Sweet

Sweet, Sweet Lonely Girl (2016)

Sweet, Sweet Lonely Girl first published by VODzilla.co

“That street with all the Victorians?” asks Beth (Quinn Shephard) upon hearing where her new friend Adele (Erin Wilhelmi) is staying in town. “Strange cats, those Victorians. You know what they used to do for fun? Dress up in weird costumes and pose for each other.Tableaux vivants. Can you imagine? Your great grandmother dressed up as a nymph, dancing around while everyone cheered. Crazy times.” 

These words, like everything in A.D. Calvo’s Sweet, Sweet Lonely Girl, are made to count for more than just their surface meaning, reverberating with the stir of echoes – indeed, even the title is echoic. We may be in small-town America, but that reference to ‘Victorians’ conjures the world of classical gothic that Calvo has evoked with his tale of ghosts and uncanny secrets in a dark old house. And just as Beth’s words conjure the obsolete art form of a bygone generation, the film itself resurrects the aesthetics of the past through the retro stylings of the early Eighties (when it is mostly set). Meanwhile, the stately domicile where Adele now lives and works is itself a kind of tableau vivant – a place of stillness whose principal occupant, Adele’s ailing, agoraphobic old aunt Dora (Susan Kellerman), never comes out of her room and, unseen and barely heard, is a kind of absent presence in her own m(a)us(ol)eum. At one point Beth expressly compares Adele to the gothic heroine Jane Eyre, accommodating her own ‘mad woman in the attic’ – and the two young women, seeking amusement in the big quiet mansion, will play dress-ups in the basement, putting on ancient ‘weird costumes’ to become a continuing part of the tableau vivant themselves.

Adele is the sweet, sweet lonely girl of the title, shown in the film’s opening scene walking a country road all alone but for her Walkman. Her pregnant mother (Lainie Ventura), with half an eye on Dora’s legacy, pressures Adele into becoming Dora’s live-in carer. Not that much pressure is required – after all, Adele is eager to get away now that she is attracting unwanted attention from her mother’s leering boyfriend, and she has fond memories from her childhood of visits with her eccentric aunt. Yet Dora’s huge, quiet house also feels like a prison – and soon lonely Adele is seeking the company of local Beth beyond its walls, and even (despite Dora’s handwritten rule stipulating no house guests) bringing Beth home with her. 

Adele is seeking more than just friendship from Beth, and this Sapphic subtext is reechoed by an old black-and-white picture that Adele finds of a younger, happier Dora with another woman. History, it seems, is repeating itself – or perhaps the niece is assuming from her aunt a genetic inheritance of sexuality, betrayal, alienation and even madness, passed down to haunt each successive generation. Beth, it turns out, is a corrupting influence, turning sweet Adele bitter, and driving her towards greed, thievery and worse – and as we watch Adele’s story unfold as a life in crisis, in decline and in withdrawal, we come to understand, obliquely, how Dora may have ended up where and how she is. The future is already inscribed in the past.

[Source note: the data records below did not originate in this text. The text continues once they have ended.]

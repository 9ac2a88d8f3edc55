//! Say command handler

use super::HandlerContext;
use crate::command::device::{LanguageSupport, SpeechSession};
use crate::executor::ActionError;
use std::ops::{Deref, DerefMut};
use tracing::debug;

/// Locale used when the device locale cannot be spoken
pub const FALLBACK_LOCALE: &str = "en";

struct SpeechGuard(Box<dyn SpeechSession>);

impl Deref for SpeechGuard {
    type Target = dyn SpeechSession;

    fn deref(&self) -> &Self::Target {
        self.0.as_ref()
    }
}

impl DerefMut for SpeechGuard {
    fn deref_mut(&mut self) -> &mut Self::Target {
        self.0.as_mut()
    }
}

impl Drop for SpeechGuard {
    fn drop(&mut self) {
        self.0.shutdown();
    }
}

/// Handle `say <text>`: speak the text and wait for the utterance to end
pub async fn handle_say(ctx: &HandlerContext, text: &str) -> Result<(), ActionError> {
    debug!("  [SAY] Initializing speech engine");
    let session = ctx
        .speech
        .open()
        .await
        .map_err(|e| ActionError::failed_with("Failed to initialize text-to-speech", e))?;
    let mut session = SpeechGuard(session);

    let locale = match session.language_support(&ctx.locale) {
        LanguageSupport::Available => ctx.locale.as_str(),
        LanguageSupport::MissingData => {
            return Err(ActionError::failed(
                "Missing text-to-speech data: install a text-to-speech package",
            ));
        }
        LanguageSupport::NotSupported => FALLBACK_LOCALE,
    };
    debug!("  [SAY] Using {} for speech", locale);
    session.set_language(locale);

    session
        .speak(text)
        .await
        .map_err(|e| ActionError::failed_with("Speech synthesis failed", e))?;
    debug!("  [SAY] Speak done");
    Ok(())
}
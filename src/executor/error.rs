//! Error taxonomy for submitting and running actions

use thiserror::Error;

/// Why a submission was not accepted
#[derive(Debug, Clone, Copy, PartialEq, Eq, Error)]
pub enum SubmitError {
    /// The bounded backlog is full; the caller decides what to tell the user
    #[error("action queue is full")]
    QueueFull,
    /// The executor stopped (idle timeout or shutdown); start a new one
    #[error("executor has stopped")]
    Stopped,
}

/// Failure signalled by an action body
#[derive(Debug, Error)]
pub enum ActionError {
    /// Structured failure the action knows how to describe
    #[error("{message}")]
    Failed {
        message: String,
        cause: Option<anyhow::Error>,
    },
    /// Anything the action did not classify
    #[error(transparent)]
    Unexpected(#[from] anyhow::Error),
}

impl ActionError {
    /// Structured failure without an underlying cause
    pub fn failed(message: impl Into<String>) -> Self {
        ActionError::Failed {
            message: message.into(),
            cause: None,
        }
    }

    /// Structured failure wrapping the error that caused it
    pub fn failed_with(message: impl Into<String>, cause: impl Into<anyhow::Error>) -> Self {
        ActionError::Failed {
            message: message.into(),
            cause: Some(cause.into()),
        }
    }

    pub fn is_unexpected(&self) -> bool {
        matches!(self, ActionError::Unexpected(_))
    }

    /// Message plus the cause chain, for logs
    pub fn detail(&self) -> String {
        match self {
            ActionError::Failed {
                message,
                cause: Some(cause),
            } => format!("{}: {:#}", message, cause),
            ActionError::Failed { message, .. } => message.clone(),
            ActionError::Unexpected(err) => format!("{:#}", err),
        }
    }
}
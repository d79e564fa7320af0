//! Payoff matrix and round resolution

use core::fmt;
use serde::{Deserialize, Serialize};
use crate::error::{EngineError, Result};
use crate::strategy::Move;

/// Symmetric Prisoner's Dilemma payoffs.
///
/// Named after the classic labels: Reward for mutual cooperation, Sucker's
/// payoff for cooperating into a defection, Temptation to defect, and
/// Punishment for mutual defection.
#[derive(Clone, Copy, Debug, PartialEq, Eq, Serialize, Deserialize)]
pub struct PayoffMatrix {
    pub reward: u8,
    pub sucker: u8,
    pub temptation: u8,
    pub punishment: u8,
}

impl PayoffMatrix {
    /// The standard 3/0/5/1 table
    pub const fn standard() -> Self {
        Self { reward: 3, sucker: 0, temptation: 5, punishment: 1 }
    }

    /// Build a matrix, rejecting values that are not a Prisoner's Dilemma
    pub fn new(reward: u8, sucker: u8, temptation: u8, punishment: u8) -> Result<Self> {
        let matrix = Self { reward, sucker, temptation, punishment };
        matrix.validate()?;
        Ok(matrix)
    }

    /// Check T > R > P > S and 2R > T + S.
    ///
    /// The second condition keeps alternating exploitation worse than
    /// steady cooperation over repeated rounds.
    pub fn validate(&self) -> Result<()> {
        let ordered = self.temptation > self.reward
            && self.reward > self.punishment
            && self.punishment > self.sucker;
        let iterated = 2 * self.reward as u16 > self.temptation as u16 + self.sucker as u16;

        if ordered && iterated {
            Ok(())
        } else {
            Err(EngineError::InvalidPayoffs { matrix: *self })
        }
    }

    /// Returns (user_points, bot_points)
    pub fn resolve(&self, user: Move, bot: Move) -> (u8, u8) {
        match (user, bot) {
            (Move::Cooperate, Move::Cooperate) => (self.reward, self.reward),
            (Move::Cooperate, Move::Defect) => (self.sucker, self.temptation),
            (Move::Defect, Move::Cooperate) => (self.temptation, self.sucker),
            (Move::Defect, Move::Defect) => (self.punishment, self.punishment),
        }
    }
}

impl Default for PayoffMatrix {
    fn default() -> Self {
        Self::standard()
    }
}

impl fmt::Display for PayoffMatrix {
    fn fmt(&self, f: &mut fmt::Formatter<'_>) -> fmt::Result {
        write!(
            f,
            "R={} S={} T={} P={}",
            self.reward, self.sucker, self.temptation, self.punishment
        )
    }
}
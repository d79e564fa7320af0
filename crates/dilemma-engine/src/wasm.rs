//! WASM bindings for the browser game

#![cfg(feature = "wasm")]

use wasm_bindgen::prelude::*;
use crate::{describe_strategy, payoff, GameConfig, Move, Session, Strategy};

fn parse_move(value: &str) -> Result<Move, JsError> {
    value.parse::<Move>().map_err(|e| JsError::new(&e.to_string()))
}

/// Plain JS objects for maps too, since `play` flattens its payload
fn to_js<T: serde::Serialize>(value: &T) -> Result<JsValue, JsError> {
    let serializer = serde_wasm_bindgen::Serializer::new().serialize_maps_as_objects(true);
    serde::Serialize::serialize(value, &serializer)
        .map_err(|e| JsError::new(&format!("Serialization error: {}", e)))
}

/// A game session owned by one page.
///
/// Strategy identifiers are read leniently, like the dropdown value the
/// page hands over: anything unrecognized becomes the cooperating
/// `Unknown` opponent. Moves are strict.
#[wasm_bindgen]
pub struct WasmSession {
    inner: Session,
}

#[wasm_bindgen]
impl WasmSession {
    #[wasm_bindgen(constructor)]
    pub fn new(strategy_id: &str, seed: u64) -> WasmSession {
        WasmSession {
            inner: Session::new(Strategy::from_id_lossy(strategy_id), seed),
        }
    }

    /// Build from a JSON `GameConfig`
    #[wasm_bindgen(js_name = fromConfig)]
    pub fn from_config(config_json: &str) -> Result<WasmSession, JsError> {
        let inner = GameConfig::from_json(config_json)
            .and_then(|config| Session::from_config(&config))
            .map_err(|e| JsError::new(&e.to_string()))?;
        Ok(WasmSession { inner })
    }

    /// Play one round. Accepts "C", "D", "cooperate" or "defect".
    ///
    /// Returns the serialized RoundOutcome with an extra `message` field
    /// holding the game-log line.
    pub fn play(&mut self, user_move: &str) -> Result<JsValue, JsError> {
        let outcome = self.inner.play(parse_move(user_move)?);
        to_js(&RenderedOutcome { message: outcome.to_string(), outcome })
    }

    #[wasm_bindgen(js_name = setStrategy)]
    pub fn set_strategy(&mut self, strategy_id: &str) {
        self.inner.set_strategy(Strategy::from_id_lossy(strategy_id));
    }

    pub fn strategy(&self) -> String {
        self.inner.strategy().id().to_string()
    }

    pub fn reset(&mut self) {
        self.inner.reset();
    }

    pub fn score(&self) -> Result<JsValue, JsError> {
        to_js(&self.inner.score())
    }

    pub fn history(&self) -> Result<JsValue, JsError> {
        to_js(&self.inner.history())
    }

    pub fn summary(&self) -> Result<JsValue, JsError> {
        to_js(&self.inner.summary())
    }
}

#[derive(serde::Serialize)]
struct RenderedOutcome {
    #[serde(flatten)]
    outcome: crate::RoundOutcome,
    message: String,
}

#[derive(serde::Serialize)]
struct StrategyInfo {
    id: &'static str,
    name: &'static str,
    description: &'static str,
}

/// Get all selectable strategies for the opponent dropdown
#[wasm_bindgen]
pub fn get_strategy_types() -> Result<JsValue, JsError> {
    let types: Vec<StrategyInfo> = Strategy::ALL
        .into_iter()
        .map(|s| StrategyInfo {
            id: s.id(),
            name: s.name(),
            description: describe_strategy(s),
        })
        .collect();

    to_js(&types)
}

/// Just the strategy identifiers, in dropdown order
#[wasm_bindgen]
pub fn get_strategy_ids() -> js_sys::Array {
    Strategy::ALL
        .into_iter()
        .map(|s| JsValue::from_str(s.id()))
        .collect()
}

/// Get human-readable description of a strategy
#[wasm_bindgen]
pub fn get_strategy_description(strategy_id: &str) -> String {
    describe_strategy(Strategy::from_id_lossy(strategy_id)).to_string()
}

/// Look up the standard payoff pair for two moves
#[wasm_bindgen]
pub fn resolve_payoff(user_move: &str, bot_move: &str) -> Result<JsValue, JsError> {
    let (user_points, bot_points) = payoff(parse_move(user_move)?, parse_move(bot_move)?);
    to_js(&[user_points, bot_points])
}
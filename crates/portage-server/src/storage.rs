//! Filesystem helpers behind the route handlers.
//!
//! Everything here is blocking; handlers call in through
//! `tokio::task::spawn_blocking`. Listing, hashing and the permission-string
//! rendering live here so the handlers stay thin.

use std::fs::Metadata;
use std::io::Read;
use std::path::{Path, PathBuf};
use std::time::{Duration, SystemTime};

use sha2::{Digest, Sha256};
use tracing::{debug, warn};

use portage_proto::{ListItem, StatInfo};

use crate::safety::FsRoot;

fn mod_time_secs(meta: &Metadata) -> i64 {
    meta.modified()
        .ok()
        .and_then(|t| t.duration_since(SystemTime::UNIX_EPOCH).ok())
        .map(|d| d.as_secs() as i64)
        .unwrap_or(0)
}

#[cfg(unix)]
fn mode_bits(meta: &Metadata) -> u32 {
    use std::os::unix::fs::PermissionsExt;
    meta.permissions().mode() & 0o7777
}

#[cfg(not(unix))]
fn mode_bits(meta: &Metadata) -> u32 {
    if meta.permissions().readonly() { 0o444 } else { 0o644 }
}

/// Render `ls -l` style permissions, e.g. `drwxr-xr-x`.
pub fn mode_string(meta: &Metadata) -> String {
    let bits = mode_bits(meta);
    let mut out = String::with_capacity(10);
    out.push(if meta.is_dir() { 'd' } else { '-' });
    for shift in [6u32, 3, 0] {
        let triad = (bits >> shift) & 0o7;
        out.push(if triad & 0o4 != 0 { 'r' } else { '-' });
        out.push(if triad & 0o2 != 0 { 'w' } else { '-' });
        out.push(if triad & 0o1 != 0 { 'x' } else { '-' });
    }
    out
}

fn item_for(root: &FsRoot, path: &Path, meta: &Metadata) -> ListItem {
    ListItem {
        name: path
            .file_name()
            .map(|n| n.to_string_lossy().into_owned())
            .unwrap_or_default(),
        path: root.display_path(path),
        size: if meta.is_dir() { 0 } else { meta.len() },
        mod_time: mod_time_secs(meta),
        is_dir: meta.is_dir(),
        mode: mode_string(meta),
    }
}

/// List `dir`, optionally flattening the whole subtree. Entries that vanish
/// mid-walk are skipped rather than failing the listing.
pub fn list_dir(root: &FsRoot, dir: &Path, recursive: bool) -> std::io::Result<Vec<ListItem>> {
    let mut items = Vec::new();
    let mut stack = vec![dir.to_path_buf()];
    while let Some(current) = stack.pop() {
        for entry in std::fs::read_dir(&current)? {
            let entry = match entry {
                Ok(entry) => entry,
                Err(err) => {
                    debug!(error = %err, "skipping unreadable entry");
                    continue;
                }
            };
            let path = entry.path();
            let Ok(meta) = entry.metadata() else {
                continue;
            };
            if recursive && meta.is_dir() {
                stack.push(path.clone());
            }
            items.push(item_for(root, &path, &meta));
        }
    }
    items.sort_by(|a, b| a.path.cmp(&b.path));
    Ok(items)
}

pub fn stat_path(root: &FsRoot, path: &Path) -> std::io::Result<StatInfo> {
    let meta = std::fs::metadata(path)?;
    Ok(StatInfo {
        name: path
            .file_name()
            .map(|n| n.to_string_lossy().into_owned())
            .unwrap_or_default(),
        path: root.display_path(path),
        size: if meta.is_dir() { 0 } else { meta.len() },
        mod_time: mod_time_secs(&meta),
        is_dir: meta.is_dir(),
        mode: mode_string(&meta),
        mode_num: mode_bits(&meta),
    })
}

/// Hex SHA-256 of a file, streamed in 1 MiB reads.
pub fn file_sha256(path: &Path) -> std::io::Result<String> {
    let mut file = std::fs::File::open(path)?;
    let mut hasher = Sha256::new();
    let mut buf = vec![0u8; 1024 * 1024];
    loop {
        let n = file.read(&mut buf)?;
        if n == 0 {
            break;
        }
        hasher.update(&buf[..n]);
    }
    Ok(hex::encode(hasher.finalize()))
}

/// Extract an uploaded archive next to itself, then delete the archive.
///
/// The delete retries with exponential backoff because the extracting
/// process may still hold the file open on some platforms.
pub fn extract_uploaded_archive(archive: &Path) -> Result<(), String> {
    let dest = archive
        .parent()
        .map(Path::to_path_buf)
        .unwrap_or_else(|| PathBuf::from("."));
    portage_archive::extract_tar(archive, &dest).map_err(|e| e.to_string())?;

    let mut delay = Duration::from_millis(100);
    for attempt in 1..=5 {
        match std::fs::remove_file(archive) {
            Ok(()) => return Ok(()),
            Err(err) if attempt == 5 => {
                warn!(archive = %archive.display(), error = %err, "could not remove archive");
                return Err(err.to_string());
            }
            Err(_) => {
                std::thread::sleep(delay);
                delay *= 2;
            }
        }
    }
    Ok(())
}
impl Task {
    fn new(kind: TaskKind, local_path: PathBuf, remote_path: String, total_bytes: u64) -> Arc<Self> {
        Arc::new(Self {
            id: Uuid::new_v4().to_string(),
            kind,
            local_path,
            remote_path,
            status: AtomicU8::new(TaskStatus::Pending as u8),
            progress_bits: AtomicU64::new(0f64.to_bits()),
            speed_bits: AtomicU64::new(0f64.to_bits()),
            total_bytes: AtomicU64::new(total_bytes),
            error: std::sync::Mutex::new(None),
            cancel: CancelFlag::new(),
        })
    }

    pub fn status(&self) -> TaskStatus {
        TaskStatus::from_u8(self.status.load(Ordering::Acquire))
    }

    /// Fraction done in `0.0..=1.0`.
    pub fn progress(&self) -> f64 {
        f64::from_bits(self.progress_bits.load(Ordering::Relaxed))
    }

    pub fn speed_mib_s(&self) -> f64 {
        f64::from_bits(self.speed_bits.load(Ordering::Relaxed))
    }

    pub fn total_bytes(&self) -> u64 {
        self.total_bytes.load(Ordering::Relaxed)
    }

    pub fn error(&self) -> Option<String> {
        self.error.lock().expect("error lock poisoned").clone()
    }

    pub fn is_canceled(&self) -> bool {
        self.cancel.is_canceled()
    }

    pub fn snapshot(&self) -> TaskSnapshot {
        TaskSnapshot {
            id: self.id.clone(),
            kind: self.kind,
            local_path: self.local_path.clone(),
            remote_path: self.remote_path.clone(),
            status: self.status(),
            progress: self.progress(),
            speed_mib_s: self.speed_mib_s(),
            total_bytes: self.total_bytes(),
            error: self.error(),
        }
    }

    fn set_status(&self, status: TaskStatus) {
        self.status.store(status as u8, Ordering::Release);
    }

    fn set_total(&self, total: u64) {
        self.total_bytes.store(total, Ordering::Relaxed);
    }

    /// Single-writer progress update; the fraction never moves backwards.
    fn record_progress(&self, fraction: f64, speed: f64) {
        let fraction = fraction.clamp(0.0, 1.0);
        if fraction >= self.progress() {
            self.progress_bits
                .store(fraction.to_bits(), Ordering::Relaxed);
        }
        self.speed_bits.store(speed.to_bits(), Ordering::Relaxed);
    }

    pub(crate) fn cancel_flag(&self) -> CancelFlag {
        self.cancel.clone()
    }

    fn finish(&self, outcome: &Result<()>) {
        match outcome {
            Ok(()) => {
                self.record_progress(1.0, self.speed_mib_s());
                self.set_status(TaskStatus::Completed);
            }
            Err(Error::Canceled) => self.set_status(TaskStatus::Canceled),
            Err(_) if self.cancel.is_canceled() => self.set_status(TaskStatus::Canceled),
            Err(err) => {
                *self.error.lock().expect("error lock poisoned") = Some(err.to_string());
                self.set_status(TaskStatus::Failed);
            }
        }
    }
}

/// Point-in-time copy of a task's observable state.
#[derive(Debug, Clone)]
pub struct TaskSnapshot {
    pub id: String,
    pub kind: TaskKind,
    pub local_path: PathBuf,
    pub remote_path: String,
    pub status: TaskStatus,
    pub progress: f64,
    pub speed_mib_s: f64,
    pub total_bytes: u64,
    pub error: Option<String>,
}
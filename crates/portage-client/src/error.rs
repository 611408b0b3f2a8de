//! Client-side error taxonomy.
//!
//! Connection and protocol failures propagate to the immediate caller and are
//! never retried inside the engine; retry is the task manager's caller's
//! decision. A handshake timeout deliberately conflates "server unreachable"
//! and "wrong passphrase": both look like silence on the wire.

use hyper::StatusCode;
use thiserror::Error;

#[derive(Debug, Error)]
pub enum Error {
    /// Local configuration problem, e.g. an empty passphrase.
    #[error("configuration: {0}")]
    Config(String),

    /// Dial, handshake or stream failure. Wrong key and unreachable server
    /// are indistinguishable here by design.
    #[error("connection: {0}")]
    Connection(String),

    /// The server answered, but not the way the protocol promises.
    #[error("protocol: server returned {status}: {message}")]
    Protocol { status: u16, message: String },

    /// The server refused a path that escapes its root.
    #[error("path rejected by server: {0}")]
    PathSafety(String),

    /// Local file I/O failure.
    #[error(transparent)]
    Io(#[from] std::io::Error),

    /// Post-transfer checksum mismatch; the transfer counts as failed even
    /// though every chunk succeeded.
    #[error("integrity: checksum mismatch (remote {remote}, local {local})")]
    Integrity { remote: String, local: String },

    /// The operation observed its cancellation flag.
    #[error("canceled")]
    Canceled,
}

pub type Result<T> = std::result::Result<T, Error>;

impl Error {
    /// Map a non-success server status into the taxonomy.
    pub(crate) fn from_status(status: StatusCode, message: String) -> Self {
        if status == StatusCode::FORBIDDEN {
            Error::PathSafety(message)
        } else {
            Error::Protocol {
                status: status.as_u16(),
                message,
            }
        }
    }

    pub(crate) fn connection(err: impl std::fmt::Display) -> Self {
        Error::Connection(err.to_string())
    }
}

To say more would be to give the game away, although in fairness Sweet, Sweet Lonely Girl is a difficult film to spoil – for the creepy closing scenes are as ambiguous as they are irrational, and their disparate elements will be put back together by different viewers in different ways. What is clear, though, is that desire – for money, for love – leads both Dora and Adele to a sad, lonely place of disappointment and terminal heartache. It is this sense of decadent melancholy that Calvo’s film, uninterested in hackneyed jump scares or whizzbang effects, is pursuing – and on the way it takes us on a dark, disorienting trip through a family’s recurring history of sorrow and solitude.   

Summary: A.D. Calvo’s American gothic is a retro-styled mood piece haunted by the disappointments of desire.